Task goal
Reproduce only the top of the records, down to and including the line containing "sees it: a kind".

Record excerpts

■ ■ ■ ■ ■ ■ ■

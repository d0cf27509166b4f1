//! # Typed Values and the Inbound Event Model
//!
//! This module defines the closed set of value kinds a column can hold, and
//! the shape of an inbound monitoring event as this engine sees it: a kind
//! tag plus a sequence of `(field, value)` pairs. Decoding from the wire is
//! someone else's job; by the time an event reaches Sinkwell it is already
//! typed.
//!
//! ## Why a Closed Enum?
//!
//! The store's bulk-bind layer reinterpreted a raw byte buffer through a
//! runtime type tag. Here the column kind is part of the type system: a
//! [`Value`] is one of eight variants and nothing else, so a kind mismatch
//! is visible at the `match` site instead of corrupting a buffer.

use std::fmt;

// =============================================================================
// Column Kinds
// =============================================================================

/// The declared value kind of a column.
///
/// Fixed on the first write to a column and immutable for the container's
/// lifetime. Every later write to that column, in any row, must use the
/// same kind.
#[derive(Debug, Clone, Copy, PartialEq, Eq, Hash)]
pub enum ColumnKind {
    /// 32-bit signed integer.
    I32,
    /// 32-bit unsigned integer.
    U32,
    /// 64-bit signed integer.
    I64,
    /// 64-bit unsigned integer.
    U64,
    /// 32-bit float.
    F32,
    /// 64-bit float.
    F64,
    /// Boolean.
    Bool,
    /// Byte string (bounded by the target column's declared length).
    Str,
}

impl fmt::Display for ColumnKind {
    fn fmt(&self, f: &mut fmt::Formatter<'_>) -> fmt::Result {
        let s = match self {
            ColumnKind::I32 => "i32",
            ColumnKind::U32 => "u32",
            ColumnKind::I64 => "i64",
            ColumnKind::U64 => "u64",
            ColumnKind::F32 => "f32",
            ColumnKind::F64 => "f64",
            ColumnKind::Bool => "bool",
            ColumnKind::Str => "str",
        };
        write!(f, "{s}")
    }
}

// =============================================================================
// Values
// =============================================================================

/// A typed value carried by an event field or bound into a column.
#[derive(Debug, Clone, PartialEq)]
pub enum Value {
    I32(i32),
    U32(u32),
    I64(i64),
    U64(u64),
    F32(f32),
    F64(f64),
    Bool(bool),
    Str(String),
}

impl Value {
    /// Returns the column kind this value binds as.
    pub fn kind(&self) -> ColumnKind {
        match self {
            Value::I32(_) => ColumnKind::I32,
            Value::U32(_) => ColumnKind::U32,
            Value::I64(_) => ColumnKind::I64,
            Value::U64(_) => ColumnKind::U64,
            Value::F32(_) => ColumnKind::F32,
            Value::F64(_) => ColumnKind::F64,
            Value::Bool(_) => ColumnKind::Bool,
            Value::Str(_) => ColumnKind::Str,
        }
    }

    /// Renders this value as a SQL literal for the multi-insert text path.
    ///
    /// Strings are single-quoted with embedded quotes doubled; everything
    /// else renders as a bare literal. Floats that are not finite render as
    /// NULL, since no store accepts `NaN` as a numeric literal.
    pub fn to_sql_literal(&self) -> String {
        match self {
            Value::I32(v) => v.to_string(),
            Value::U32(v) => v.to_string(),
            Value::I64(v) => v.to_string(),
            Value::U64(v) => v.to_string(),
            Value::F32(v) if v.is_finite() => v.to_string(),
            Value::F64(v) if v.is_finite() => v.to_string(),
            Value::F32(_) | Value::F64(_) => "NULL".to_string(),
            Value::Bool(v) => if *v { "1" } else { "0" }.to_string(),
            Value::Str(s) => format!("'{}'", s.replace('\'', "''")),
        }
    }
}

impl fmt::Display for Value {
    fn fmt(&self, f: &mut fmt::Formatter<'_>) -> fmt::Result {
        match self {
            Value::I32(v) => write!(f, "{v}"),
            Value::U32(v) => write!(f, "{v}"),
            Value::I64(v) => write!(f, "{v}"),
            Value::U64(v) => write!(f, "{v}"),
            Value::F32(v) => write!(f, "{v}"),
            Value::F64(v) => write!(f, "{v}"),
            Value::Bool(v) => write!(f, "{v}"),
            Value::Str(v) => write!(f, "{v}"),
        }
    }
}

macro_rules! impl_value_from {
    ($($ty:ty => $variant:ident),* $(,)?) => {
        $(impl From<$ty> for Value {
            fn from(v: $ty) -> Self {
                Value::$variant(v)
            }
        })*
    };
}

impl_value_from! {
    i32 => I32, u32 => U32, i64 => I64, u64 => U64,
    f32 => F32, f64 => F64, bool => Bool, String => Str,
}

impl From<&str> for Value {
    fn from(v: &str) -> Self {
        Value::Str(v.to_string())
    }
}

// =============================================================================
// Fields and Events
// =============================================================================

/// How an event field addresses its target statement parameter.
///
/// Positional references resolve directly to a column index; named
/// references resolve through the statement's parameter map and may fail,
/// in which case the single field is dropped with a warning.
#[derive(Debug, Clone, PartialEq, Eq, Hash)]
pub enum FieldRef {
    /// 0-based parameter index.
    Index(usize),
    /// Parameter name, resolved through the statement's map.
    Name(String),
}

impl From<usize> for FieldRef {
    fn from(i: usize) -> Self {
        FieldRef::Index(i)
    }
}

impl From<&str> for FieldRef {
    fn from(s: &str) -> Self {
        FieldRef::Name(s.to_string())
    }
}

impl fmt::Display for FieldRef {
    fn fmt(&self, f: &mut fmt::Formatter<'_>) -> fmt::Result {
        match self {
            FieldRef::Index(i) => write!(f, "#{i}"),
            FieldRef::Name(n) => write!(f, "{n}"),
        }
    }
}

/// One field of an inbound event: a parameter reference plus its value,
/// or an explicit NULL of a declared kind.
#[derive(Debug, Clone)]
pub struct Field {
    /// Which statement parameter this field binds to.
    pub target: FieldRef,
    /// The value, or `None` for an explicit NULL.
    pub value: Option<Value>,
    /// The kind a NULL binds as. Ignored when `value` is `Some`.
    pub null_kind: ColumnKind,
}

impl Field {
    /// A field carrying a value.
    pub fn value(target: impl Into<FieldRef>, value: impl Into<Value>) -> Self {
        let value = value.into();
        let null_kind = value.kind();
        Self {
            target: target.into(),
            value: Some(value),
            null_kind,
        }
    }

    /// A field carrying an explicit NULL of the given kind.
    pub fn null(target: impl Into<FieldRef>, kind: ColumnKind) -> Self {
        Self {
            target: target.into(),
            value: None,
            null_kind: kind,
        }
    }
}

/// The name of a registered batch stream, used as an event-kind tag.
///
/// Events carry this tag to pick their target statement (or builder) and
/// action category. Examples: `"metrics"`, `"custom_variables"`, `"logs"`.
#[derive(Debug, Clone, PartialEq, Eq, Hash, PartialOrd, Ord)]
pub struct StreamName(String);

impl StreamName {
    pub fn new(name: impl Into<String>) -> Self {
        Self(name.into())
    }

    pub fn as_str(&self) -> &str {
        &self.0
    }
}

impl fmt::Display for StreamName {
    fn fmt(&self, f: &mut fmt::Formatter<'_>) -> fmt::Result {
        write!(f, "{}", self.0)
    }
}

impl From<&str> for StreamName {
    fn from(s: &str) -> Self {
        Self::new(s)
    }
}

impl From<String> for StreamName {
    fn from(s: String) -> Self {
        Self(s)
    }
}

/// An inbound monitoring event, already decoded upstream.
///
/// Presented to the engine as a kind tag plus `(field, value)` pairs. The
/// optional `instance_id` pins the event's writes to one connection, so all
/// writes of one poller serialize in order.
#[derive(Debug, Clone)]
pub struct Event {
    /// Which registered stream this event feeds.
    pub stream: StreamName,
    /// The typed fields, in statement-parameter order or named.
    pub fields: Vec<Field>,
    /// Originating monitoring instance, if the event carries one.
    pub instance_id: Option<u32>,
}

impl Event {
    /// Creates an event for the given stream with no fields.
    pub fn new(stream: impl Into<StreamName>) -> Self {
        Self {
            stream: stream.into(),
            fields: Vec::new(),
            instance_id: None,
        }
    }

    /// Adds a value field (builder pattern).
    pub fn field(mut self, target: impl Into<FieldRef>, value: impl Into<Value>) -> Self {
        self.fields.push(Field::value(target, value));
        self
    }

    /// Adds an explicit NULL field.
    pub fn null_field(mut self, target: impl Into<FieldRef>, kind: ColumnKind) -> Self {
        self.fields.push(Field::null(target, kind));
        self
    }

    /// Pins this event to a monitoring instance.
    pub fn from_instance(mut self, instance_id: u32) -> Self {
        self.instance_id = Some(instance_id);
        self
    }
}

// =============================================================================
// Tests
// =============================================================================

■ ■ ■ ■ ■ ■ ■

Answer section
repository d0cf27509166b4f1
//! # Typed Values and the Inbound Event Model
//!
//! This module defines the closed set of value kinds a column can hold, and
//! the shape of an inbound monitoring event as this engine sees it: a kind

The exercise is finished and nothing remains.